Reconstruction has placed a huge burden on affected Lebanese families, still ‌struggling to access their savings in commercial banks after a financial collapse in 2019.
Two weeks ago, Khrais had told Reuters he was scared that a new war would start. “I’m at an age where I can’t start all over again. That’s it,” he said.
’WORTH THE WORLD’S TREASURES’
The new war has dealt Lebanese another blow.

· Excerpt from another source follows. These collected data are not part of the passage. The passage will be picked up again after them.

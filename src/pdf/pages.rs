//! Page selection over whole-document text.
//!
//! The parsing backend returns one text stream per document, so page
//! boundaries are estimated by splitting the text into equal character
//! runs: `chars_per_page = total_chars / page_count`. Boundaries will not
//! line up with real page breaks when pages differ in text density.

/// Which pages a caller asked for
#[derive(Debug, Clone, PartialEq, Eq)]
pub enum PageRequest {
    /// Explicit 1-indexed page numbers
    Numbers(Vec<u32>),
    /// Inclusive range; missing ends default to the document bounds
    Range { start: Option<u32>, end: Option<u32> },
}

impl PageRequest {
    pub fn new(page_numbers: Option<&[u32]>, start: Option<u32>, end: Option<u32>) -> Self {
        match page_numbers {
            Some(numbers) if !numbers.is_empty() => PageRequest::Numbers(numbers.to_vec()),
            _ => PageRequest::Range { start, end },
        }
    }
}

/// Text selected for a page request
#[derive(Debug, Clone, PartialEq, Eq)]
pub struct PageEstimate {
    pub text: String,
    pub pages: Vec<u32>,
    /// False when the whole document was returned untouched
    pub approximate: bool,
}

/// Select the estimated text for `request` out of `text`.
pub fn estimate_pages(text: &str, page_count: u32, request: &PageRequest) -> PageEstimate {
    if page_count == 0 {
        return PageEstimate {
            text: text.to_string(),
            pages: Vec::new(),
            approximate: false,
        };
    }

    let total_chars = text.chars().count();
    let chars_per_page = total_chars / page_count as usize;

    match request {
        PageRequest::Numbers(numbers) => {
            let pages: Vec<u32> = numbers
                .iter()
                .copied()
                .filter(|&p| p >= 1 && p <= page_count)
                .collect();

            let text = pages
                .iter()
                .map(|&page| {
                    let start = (page as usize - 1) * chars_per_page;
                    let end = page as usize * chars_per_page;
                    format!(
                        "--- Page {} (estimated) ---\n{}\n",
                        page,
                        char_slice(text, start, end)
                    )
                })
                .collect::<Vec<_>>()
                .join("\n");

            PageEstimate {
                text,
                pages,
                approximate: true,
            }
        }
        PageRequest::Range { start, end } => {
            let start_page = start.unwrap_or(1).max(1);
            let end_page = end.unwrap_or(page_count).min(page_count);

            if start_page == 1 && end_page == page_count {
                return PageEstimate {
                    text: text.to_string(),
                    pages: (1..=page_count).collect(),
                    approximate: false,
                };
            }

            if start_page > end_page {
                return PageEstimate {
                    text: String::new(),
                    pages: Vec::new(),
                    approximate: true,
                };
            }

            let from = (start_page as usize - 1) * chars_per_page;
            let to = end_page as usize * chars_per_page;

            PageEstimate {
                text: format!(
                    "--- Pages {}-{} (estimated) ---\n{}",
                    start_page,
                    end_page,
                    char_slice(text, from, to)
                ),
                pages: (start_page..=end_page).collect(),
                approximate: true,
            }
        }
    }
}

/// Slice `text` by character positions `[start, end)`, clamped to its length.
pub fn char_slice(text: &str, start: usize, end: usize) -> &str {
    let byte_at = |n: usize| {
        text.char_indices()
            .nth(n)
            .map(|(i, _)| i)
            .unwrap_or(text.len())
    };
    let from = byte_at(start);
    let to = byte_at(end.max(start));
    &text[from..to]
}

/// First `max_chars` characters of `text`, with `...` appended when cut.
pub fn preview(text: &str, max_chars: usize) -> String {
    match text.char_indices().nth(max_chars) {
        Some((byte, _)) => format!("{}...", &text[..byte]),
        None => text.to_string(),
    }
}
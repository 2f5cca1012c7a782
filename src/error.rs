//! Error types for PDF Text MCP Server

use thiserror::Error;

/// Result type alias for PDF Text MCP Server
pub type Result<T> = std::result::Result<T, Error>;

/// Error types for PDF Text MCP Server
#[derive(Error, Debug)]
pub enum Error {
    /// Path does not reference an existing file
    #[error("File not found: {path}")]
    NotFound { path: String },

    /// Extension is not `.pdf`
    #[error("Invalid file type: {extension}. Only PDF files are supported.")]
    InvalidType { extension: String },

    /// File exceeds the configured size ceiling
    #[error("File too large: {size} bytes. Maximum allowed: {max_size} bytes.")]
    FileTooLarge { size: u64, max_size: u64 },

    /// The parsing backend rejected the byte stream
    #[error("Failed to parse PDF: {reason}")]
    ParseFailure { reason: String },

    /// Tool name not registered with the server
    #[error("Unknown tool: {name}")]
    UnknownOperation { name: String },

    /// IO error
    #[error("IO error: {0}")]
    Io(#[from] std::io::Error),

    /// Serialization error
    #[error("Serialization error: {0}")]
    Serialization(#[from] serde_json::Error),
}

impl Error {
    pub(crate) fn parse_failure(reason: impl std::fmt::Display) -> Self {
        Error::ParseFailure {
            reason: reason.to_string(),
        }
    }
}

About 300,000 people have ‌been displaced over the last week by Israel’s strikes and by the Israeli military’s evacuation orders, which encompass around 8 percent of Lebanese territory.
Khrais is staying ⁠with around 20 other ⁠displaced relatives, some displaced from Khiyam and others from Beirut’s southern suburbs, which have been hit hard by Israeli strikes.
He is glued to the television, where news bulletins have reported on Israeli troops and tanks pushing deeper into his hometown.
“I’ve been in Beirut for four days now, and these four days feel like 400 years,” Khrais said.
He misses his house dearly.
“Maybe the thing I’m most attached to, is when I open the door to my children’s bedrooms and see the pictures of their children hanging on the walls,” he said.
“That sight is worth the world’s treasures — to see my grandchildren’s pictures in Khiyam.”
Khrais has no news on the state of his home. He said he remains hopeful but that if it has been destroyed, he’ll still do what he’s always done.
“The big shock would be if I ​came back and didn’t find it. But my ​feeling says no, God willing, it will remain. And like I said, even if we don’t find the house, we’ll go back and rebuild,” he said.